兩個人一路打情罵俏着坐在馬車裡,一路向着城門而去,只是王府裡蕭弘文卻成了熱鍋上的螞蟻急的團團轉。
一整天了別說司徒綺月的人影子,就是蛛絲馬跡也,就好像憑空在人間蒸發了一樣,而青衣和朧月這個時候也被帶到了書房親自問話。
蕭弘文不是沒有懷疑過司徒綺月想要逃離的動機,只不過覺得現在他已經認識到從前的確傷害她了,爲什麼她還要走?
由此可見男人和女人的思維方式根本就不在一個水平線上,一開始司徒綺月並沒有先要離開的念頭,只不過被林子墨水一拐帶,再加上蕭弘文那看起來有些曖昧的意思,就讓司徒綺月忍不住跑了。
“你們兩個知道不知道四夫人最喜歡去什麼地方?或者喜歡到哪裡去?”蕭弘文開口問道,心裡急得不行,這個時候他才恍然發現對於那個女人他保留的瞭解也只有那孩童時候的那一段了。
司徒綺月的柔弱,善良,心軟,都像是一張巨網鋪天蓋地的向着他罩來,緊緊地箍在他的身上,無法喘息。
窗外晚霞像是火焰在天邊起舞,帶起片片的紅光,屋子裡也被映照的昏黃,蕭弘文的臉色很不好看,硬邦邦的沒有一絲溫度,比屋子外吹來的涼風還要寒冷。
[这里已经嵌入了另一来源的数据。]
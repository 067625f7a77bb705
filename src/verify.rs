//! Independent confirmation that a generated test set actually detects
//! the faults it claims to.
//!
//! Owns an [`Fsim`], registers the fault list, runs `ppsfp` over every
//! vector once, marks whichever faults any vector's callback fires for,
//! then reports whichever faults never got marked. A `RunReport`
//! summary (Detected/Untestable/Undecided counts) preserves the
//! three-way distinction `Dtpg` verdicts carry, rather than collapsing
//! it to pass/fail.

use std::collections::HashSet;

use crate::dtpg::Verdict;
use crate::fsim::Fsim;
use crate::netlist::{Fault, FaultId, Netlist, TestVector};

/// Aggregate counters over a set of [`Verdict`]s, as produced by a
/// `Dtpg` sweep and then cross-checked by a [`Verifier`].
#[derive(Clone, Debug, Default, PartialEq, Eq)]
pub struct RunReport {
    pub detected: usize,
    pub untestable: usize,
    pub undecided: usize,
    /// Faults `Dtpg` reported `Detected` for, but whose test vector
    /// `Verifier::check` could not confirm: a correctness bug in the
    /// CNF/extractor/justifier chain, never expected to be non-empty.
    pub unconfirmed: Vec<FaultId>,
}

impl RunReport {
    pub fn total(&self) -> usize {
        self.detected + self.untestable + self.undecided
    }

    /// Fold a `(Fault, Verdict)` pair into the counters.
    pub fn record(&mut self, verdict: &Verdict) {
        match verdict {
            Verdict::Detected(_) => self.detected += 1,
            Verdict::Untestable(_) => self.untestable += 1,
            Verdict::Undecided(_) => self.undecided += 1,
        }
    }
}

/// Re-simulates a batch of `(fault, TestVector)` pairs through a fresh
/// [`Fsim`] instance to confirm detection independently of whatever
/// `Dtpg` internals produced them.
pub struct Verifier<'a> {
    fsim: Fsim<'a>,
}

impl<'a> Verifier<'a> {
    pub fn new(net: &'a Netlist, has_previous_state: bool, has_x: bool) -> Verifier<'a> {
        Verifier {
            fsim: Fsim::initialize(net, has_previous_state, has_x),
        }
    }

    /// Check that every fault in `faults` is detected by some vector in
    /// `patterns`. Returns the subset that is NOT detected by any
    /// vector (empty iff every fault in `faults` is confirmed).
    pub fn check(&mut self, faults: &[Fault], patterns: &[TestVector]) -> Vec<FaultId> {
        let mut marked: HashSet<FaultId> = HashSet::new();
        self.fsim.set_fault_list(faults.to_vec());
        self.fsim.ppsfp(patterns, |_index, _tv, f| {
            marked.insert(f.id);
            true
        });

        faults
            .iter()
            .map(|f| f.id)
            .filter(|fid| !marked.contains(fid))
            .collect()
    }

    /// Convenience form for a one-fault-per-vector DTPG sweep: `pairs`
    /// is `(fault, test vector)`, one entry per `Detected` verdict.
    /// Builds a `RunReport` whose `unconfirmed` lists any fault the
    /// re-simulation disagrees with `Dtpg` about.
    pub fn check_pairs(&mut self, pairs: &[(Fault, TestVector)]) -> RunReport {
        let faults: Vec<Fault> = pairs.iter().map(|(f, _)| f.clone()).collect();
        let patterns: Vec<TestVector> = pairs.iter().map(|(_, tv)| tv.clone()).collect();
        let unconfirmed = self.check(&faults, &patterns);
        RunReport {
            detected: faults.len() - unconfirmed.len(),
            untestable: 0,
            undecided: 0,
            unconfirmed,
        }
    }
}

#[cfg(test)]
mod tests {
    use super::*;
    use crate::netlist::{FaultKind, GateKind, ParsedGate};
    use crate::value::Value3;

    fn g(name: &str, kind: GateKind, fanin: &[&str]) -> ParsedGate {
        ParsedGate::new(name, kind, fanin.iter().map(|s| s.to_string()).collect())
    }

    fn and_net() -> Netlist {
        let gates = vec![
            g("a", GateKind::PrimaryInput, &[]),
            g("b", GateKind::PrimaryInput, &[]),
            g("y", GateKind::And, &["a", "b"]),
            g("o", GateKind::PrimaryOutput, &["y"]),
        ];
        Netlist::build(gates).unwrap()
    }

    #[test]
    fn test_confirms_good_vector() {
        let net = and_net();
        let y = net
            .nodes()
            .iter()
            .find(|n| n.name.as_deref() == Some("y"))
            .unwrap()
            .id;
        let fault = net
            .faults()
            .iter()
            .find(|f| f.node == y && f.kind == FaultKind::StuckAt0)
            .unwrap()
            .clone();
        let tv = TestVector::from_values(vec![Value3::One, Value3::One]);
        let mut verifier = Verifier::new(&net, false, true);
        let unconfirmed = verifier.check(&[fault], &[tv]);
        assert!(unconfirmed.is_empty());
    }

    #[test]
    fn test_flags_vector_that_does_not_detect() {
        let net = and_net();
        let y = net
            .nodes()
            .iter()
            .find(|n| n.name.as_deref() == Some("y"))
            .unwrap()
            .id;
        let fault = net
            .faults()
            .iter()
            .find(|f| f.node == y && f.kind == FaultKind::StuckAt0)
            .unwrap()
            .clone();
        let tv = TestVector::from_values(vec![Value3::Zero, Value3::One]);
        let mut verifier = Verifier::new(&net, false, true);
        let unconfirmed = verifier.check(&[fault.clone()], &[tv]);
        assert_eq!(unconfirmed, vec![fault.id]);
    }
}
“奴婢不知……”朧月顫悠悠的,跪伏在地上,眼看就要哭出聲來,四夫人對她們極好,但是卻不常出去走動,所以她這一時倒也說不上什麼來。
倒是一旁的青衣咬了咬下脣,“王爺,四夫人喜歡去酒樓,喜歡看河邊的柳枝隨風搖擺的樣子,還喜歡去布莊。”
“酒樓,布莊?”蕭弘文的眉頭這會已經快要擰成一起了,這兩個地方他早就派人找了根本就沒有發現司徒綺月的身影,她會去哪裡呢?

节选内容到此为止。